Egypt and Sudan are treatened by an attack of desert locusts which destroy food crops and any green plant massively.

In a statement issued by by Food and agriculture organization (FAO), desert locust groups were detected in Egypt in November 2012 and initial control operations were performed. In small pockets of a large, remote area of land covering south-eastern Egypt and north-eastern Sudan egg-laying occurred in December and January 2013.

In both countries, survey by control teams from  Cairo-based FAO Commission for Controlling the Desert Locust in the Central Region (CRC) have been going on. This is part of the preventive control strategy that the CRC is implementing in the front line member countries of the Central Region, namely, Egypt, Sudan, Eritrea, Ethiopia, Saudi Arabia, Oman and Yemen.

As the current situation is creating concerns about the possibilities that these swarms can ravage agricultural lands in Egypt and Sudan, Mr.

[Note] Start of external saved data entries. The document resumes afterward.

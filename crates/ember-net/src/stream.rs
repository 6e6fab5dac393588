//! Byte-oriented read/write contract with endian-aware typed primitives.
//!
//! Implementors only provide [`BinaryStream::write_bytes`] and
//! [`BinaryStream::read_bytes`]; typed values and length-prefixed strings are
//! layered on top. Strings travel as:
//!
//! ```text
//! +-------------------+----------------------------+
//! | length (2 bytes)  |   raw bytes (length bytes) |
//! +-------------------+----------------------------+
//! ```
//!
//! A length of `0xFFFF` marks an absent string; no terminator is written.

use crate::error::NetError;

/// Length prefix written for an absent string.
pub const ABSENT_STRING_LENGTH: u16 = 0xFFFF;

/// Byte order used for multi-byte primitives.
#[derive(Debug, Clone, Copy, PartialEq, Eq, Default)]
pub enum ByteOrder {
    /// Least significant byte first. Used by every wire format in this crate.
    #[default]
    Little,
    /// Most significant byte first.
    Big,
}

impl ByteOrder {
    /// Byte order of the host CPU.
    pub fn native() -> Self {
        if cfg!(target_endian = "little") {
            ByteOrder::Little
        } else {
            ByteOrder::Big
        }
    }
}

/// A fixed-size primitive that can be written to a [`BinaryStream`].
pub trait WireValue: Copy {
    /// Encoded size in bytes.
    const SIZE: usize;

    /// Encode into the first [`Self::SIZE`] bytes of `out`.
    fn encode(self, order: ByteOrder, out: &mut [u8]);

    /// Decode from the first [`Self::SIZE`] bytes of `bytes`.
    fn decode(order: ByteOrder, bytes: &[u8]) -> Self;
}

macro_rules! impl_wire_value {
    ($($ty:ty),* $(,)?) => {
        $(
            impl WireValue for $ty {
                const SIZE: usize = std::mem::size_of::<$ty>();

                fn encode(self, order: ByteOrder, out: &mut [u8]) {
                    let bytes = match order {
                        ByteOrder::Little => self.to_le_bytes(),
                        ByteOrder::Big => self.to_be_bytes(),
                    };
                    out[..Self::SIZE].copy_from_slice(&bytes);
                }

                fn decode(order: ByteOrder, bytes: &[u8]) -> Self {
                    let mut raw = [0u8; std::mem::size_of::<$ty>()];
                    raw.copy_from_slice(&bytes[..Self::SIZE]);
                    match order {
                        ByteOrder::Little => <$ty>::from_le_bytes(raw),
                        ByteOrder::Big => <$ty>::from_be_bytes(raw),
                    }
                }
            }
        )*
    };
}

impl_wire_value!(u8, u16, u32, u64, i8, i16, i32, i64, f32, f64);

impl WireValue for bool {
    const SIZE: usize = 1;

    fn encode(self, _order: ByteOrder, out: &mut [u8]) {
        out[0] = u8::from(self);
    }

    fn decode(_order: ByteOrder, bytes: &[u8]) -> Self {
        bytes[0] != 0
    }
}

/// Largest [`WireValue::SIZE`] among the provided implementations.
const MAX_WIRE_VALUE_SIZE: usize = 8;

/// Byte-level stream contract.
pub trait BinaryStream {
    /// Write all of `bytes` or nothing. Returns the number of bytes written.
    fn write_bytes(&mut self, bytes: &[u8]) -> usize;

    /// Fill all of `out` or nothing. Returns the number of bytes read.
    fn read_bytes(&mut self, out: &mut [u8]) -> usize;

    /// Byte order applied to multi-byte primitives.
    fn byte_order(&self) -> ByteOrder {
        ByteOrder::Little
    }

    /// Write a typed primitive.
    fn write<T: WireValue>(&mut self, value: T) -> Result<(), NetError>
    where
        Self: Sized,
    {
        let mut buf = [0u8; MAX_WIRE_VALUE_SIZE];
        value.encode(self.byte_order(), &mut buf);
        if self.write_bytes(&buf[..T::SIZE]) == T::SIZE {
            Ok(())
        } else {
            Err(NetError::WriteOverflow { requested: T::SIZE })
        }
    }

    /// Read a typed primitive.
    fn read<T: WireValue>(&mut self) -> Result<T, NetError>
    where
        Self: Sized,
    {
        let mut buf = [0u8; MAX_WIRE_VALUE_SIZE];
        if self.read_bytes(&mut buf[..T::SIZE]) != T::SIZE {
            return Err(NetError::ReadUnderflow { requested: T::SIZE });
        }
        Ok(T::decode(self.byte_order(), &buf))
    }

    /// Write a `u16` length-prefixed string, or the absent sentinel for `None`.
    ///
    /// Prefix and bytes are written in a single call, so a capacity failure
    /// leaves the stream unchanged.
    fn write_string(&mut self, value: Option<&str>) -> Result<(), NetError>
    where
        Self: Sized,
    {
        let Some(value) = value else {
            return self.write(ABSENT_STRING_LENGTH);
        };

        let len = value.len();
        if len >= usize::from(ABSENT_STRING_LENGTH) {
            return Err(NetError::StringTooLong(len));
        }

        let mut encoded = vec![0u8; 2 + len];
        (len as u16).encode(self.byte_order(), &mut encoded[..2]);
        encoded[2..].copy_from_slice(value.as_bytes());

        if self.write_bytes(&encoded) == encoded.len() {
            Ok(())
        } else {
            Err(NetError::WriteOverflow {
                requested: encoded.len(),
            })
        }
    }

    /// Read a length-prefixed string, keeping at most `max_size` bytes.
    ///
    /// Returns `None` for the absent sentinel, for an empty string, and when
    /// the stream runs out of data. Only `max_size` bytes are consumed when the
    /// encoded string is longer.
    fn read_string(&mut self, max_size: usize) -> Option<String>
    where
        Self: Sized,
    {
        let length: u16 = self.read().ok()?;
        if length == ABSENT_STRING_LENGTH || length == 0 {
            return None;
        }

        let take = usize::from(length).min(max_size);
        let mut bytes = vec![0u8; take];
        if self.read_bytes(&mut bytes) != take {
            return None;
        }
        Some(String::from_utf8_lossy(&bytes).into_owned())
    }
}

#[cfg(test)]
mod tests {
    use super::*;

    /// Growable in-memory stream for exercising the provided methods.
    #[derive(Default)]
    struct VecStream {
        bytes: Vec<u8>,
        cursor: usize,
        order: ByteOrder,
        limit: Option<usize>,
    }

    impl BinaryStream for VecStream {
        fn write_bytes(&mut self, bytes: &[u8]) -> usize {
            if let Some(limit) = self.limit
                && self.bytes.len() + bytes.len() > limit
            {
                return 0;
            }
            self.bytes.extend_from_slice(bytes);
            bytes.len()
        }

        fn read_bytes(&mut self, out: &mut [u8]) -> usize {
            if self.cursor + out.len() > self.bytes.len() {
                return 0;
            }
            out.copy_from_slice(&self.bytes[self.cursor..self.cursor + out.len()]);
            self.cursor += out.len();
            out.len()
        }

        fn byte_order(&self) -> ByteOrder {
            self.order
        }
    }

    #[test]
    fn test_primitives_little_endian_layout() {
        let mut stream = VecStream::default();
        stream.write(0x1234u16).unwrap();
        stream.write(0xAABBCCDDu32).unwrap();
        assert_eq!(stream.bytes, vec![0x34, 0x12, 0xDD, 0xCC, 0xBB, 0xAA]);
    }

    #[test]
    fn test_primitives_big_endian_layout() {
        let mut stream = VecStream {
            order: ByteOrder::Big,
            ..Default::default()
        };
        stream.write(0x1234u16).unwrap();
        assert_eq!(stream.bytes, vec![0x12, 0x34]);
        assert_eq!(stream.read::<u16>().unwrap(), 0x1234);
    }

    #[test]
    fn test_mixed_primitives_read_back() {
        let mut stream = VecStream::default();
        stream.write(-7i32).unwrap();
        stream.write(1.5f32).unwrap();
        stream.write(true).unwrap();
        stream.write(u64::MAX).unwrap();

        assert_eq!(stream.read::<i32>().unwrap(), -7);
        assert_eq!(stream.read::<f32>().unwrap(), 1.5);
        assert!(stream.read::<bool>().unwrap());
        assert_eq!(stream.read::<u64>().unwrap(), u64::MAX);
    }

    #[test]
    fn test_read_past_end_is_an_error() {
        let mut stream = VecStream::default();
        stream.write(1u8).unwrap();
        assert!(matches!(
            stream.read::<u32>(),
            Err(NetError::ReadUnderflow { requested: 4 })
        ));
    }

    #[test]
    fn test_absent_string_sentinel() {
        let mut stream = VecStream::default();
        stream.write_string(None).unwrap();
        assert_eq!(stream.bytes, vec![0xFF, 0xFF]);
        assert_eq!(stream.read_string(64), None);
    }

    #[test]
    fn test_empty_string_reads_as_absent() {
        let mut stream = VecStream::default();
        stream.write_string(Some("")).unwrap();
        assert_eq!(stream.bytes, vec![0x00, 0x00]);
        assert_eq!(stream.read_string(64), None);
    }

    #[test]
    fn test_string_has_no_terminator_on_wire() {
        let mut stream = VecStream::default();
        stream.write_string(Some("abc")).unwrap();
        assert_eq!(stream.bytes, vec![3, 0, b'a', b'b', b'c']);
        assert_eq!(stream.read_string(64).as_deref(), Some("abc"));
    }

    #[test]
    fn test_string_clamped_to_max_size() {
        let mut stream = VecStream::default();
        stream.write_string(Some("abcdef")).unwrap();
        assert_eq!(stream.read_string(3).as_deref(), Some("abc"));
    }

    #[test]
    fn test_string_write_is_all_or_nothing() {
        let mut stream = VecStream {
            limit: Some(4),
            ..Default::default()
        };
        let result = stream.write_string(Some("abcdef"));
        assert!(matches!(result, Err(NetError::WriteOverflow { requested: 8 })));
        assert!(stream.bytes.is_empty());
    }

    #[test]
    fn test_native_order_matches_target() {
        let expected = if cfg!(target_endian = "little") {
            ByteOrder::Little
        } else {
            ByteOrder::Big
        };
        assert_eq!(ByteOrder::native(), expected);
    }
}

Mamoon AlAlawi, FAO Secretary of the Commission for Controlling the Desert Locust in the Central Region has said that  locusts currently present in small pockets of a large, remote area covering south-eastern Egypt and North-eastern Sudan are hopper bands, meaning that they are in early stages of their growth and can’t fly or are immature. The latter type needs timely control responses as they can fly from one location to another.

FAO is working in partnership with the Egypt and Sudan governments to control the latest threat from desert locusts. The organization’s emergency center for locust operations based in Rome has defined the current situation as threat level.

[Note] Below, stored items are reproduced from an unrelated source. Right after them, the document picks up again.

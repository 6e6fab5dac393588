//! Configuration error types.

/// Errors that can occur when loading, saving, validating or locating
/// configuration.
#[derive(Debug, thiserror::Error)]
pub enum ConfigError {
    /// Failed to read the config file from disk.
    #[error("failed to read config: {0}")]
    ReadError(#[source] std::io::Error),

    /// Failed to write the config file to disk.
    #[error("failed to write config: {0}")]
    WriteError(#[source] std::io::Error),

    /// Failed to parse RON content.
    #[error("failed to parse config: {0}")]
    ParseError(#[source] ron::error::SpannedError),

    /// Failed to serialize config to RON.
    #[error("failed to serialize config: {0}")]
    SerializeError(#[source] ron::Error),

    /// A setting is outside its allowed range.
    #[error("invalid setting `{field}`: {reason}")]
    Invalid {
        /// Dotted path of the offending setting.
        field: &'static str,
        /// What is wrong with it.
        reason: String,
    },

    /// The OS did not provide a configuration directory.
    #[error("could not determine OS configuration directory")]
    NoConfigDir,
}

Cairo based CRC is in close and constant contact with the General Department for Locust Affairs and Agro-aviation within the Ministry of Agriculture in Egypt, and the Plant Protection Directorate within Sudan’s Ministry of Agriculture.

FAO said that since 2006, the Commission has worked constantly to strengthen surveillance, information sharing and responses to outbreaks across the countries of the region in order to reduce the risks on agricultural production and livelihoods. The countries include  Egypt, Sudan, Djibouti, Bahrain, Eritrea, Ethiopia Iraq, Jordan, Kuwait, Lebanon, Oman, Saudi Arabia, Qatar, Syria, United Arab Emirates and Yemen.

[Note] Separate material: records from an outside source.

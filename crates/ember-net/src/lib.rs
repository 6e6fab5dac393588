//! Session layer: binary messages, MTU-bounded packets, connection slots,
//! type-keyed dispatch and the connectionless and connection-oriented session
//! variants built on them.
//!
//! Everything runs on the caller's thread. Sessions are driven by calling
//! [`Session::update`] once per tick; all inbound processing and handler
//! dispatch happens inside that call.

pub mod connection;
pub mod connection_table;
pub mod error;
pub mod events;
pub mod framing;
pub mod handshake;
pub mod message;
pub mod packet;
pub mod platform;
pub mod routing;
pub mod session;
pub mod stream;
pub mod tcp_session;
pub mod transport;
pub mod udp_session;

#[cfg(test)]
mod session_tests;

pub use connection::{Connection, ConnectionIndex, ConnectionInfo, LoopbackConnection};
pub use connection_table::ConnectionTable;
pub use error::NetError;
pub use events::{Event, SubscriptionId};
pub use framing::{FrameError, FrameReader};
pub use handshake::{JoinInfo, PeerEntry};
pub use message::{CoreMessage, MAX_PAYLOAD_SIZE, Message, MessageTypeId, NUM_CORE_MESSAGES};
pub use packet::{PACKET_MTU, Packet, PacketHeader};
pub use platform::SocketConfig;
pub use routing::{BoundMethod, MessageHandler, MessageRegistry};
pub use session::{NetSession, Session, SessionConfig, SessionState};
pub use stream::{BinaryStream, ByteOrder, WireValue};
pub use tcp_session::{TcpConnection, TcpSession};
pub use transport::{
    ByteStream, DatagramTransport, MemoryNetwork, StreamListener, StreamTransport, TcpTransport,
    UdpTransport,
};
pub use udp_session::{UdpConnection, UdpSession};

Among activities carried out were training Ministry staff in early-detection surveillance and control methods including aerial and ground spraying and organizing joint surveys of desert locust in the breeding areas along both sides of the common border of member countries. The Commission continuously supports and provides the member countries with the necessary references and information regarding desert locust, and with research results and documentations in English and Arabic.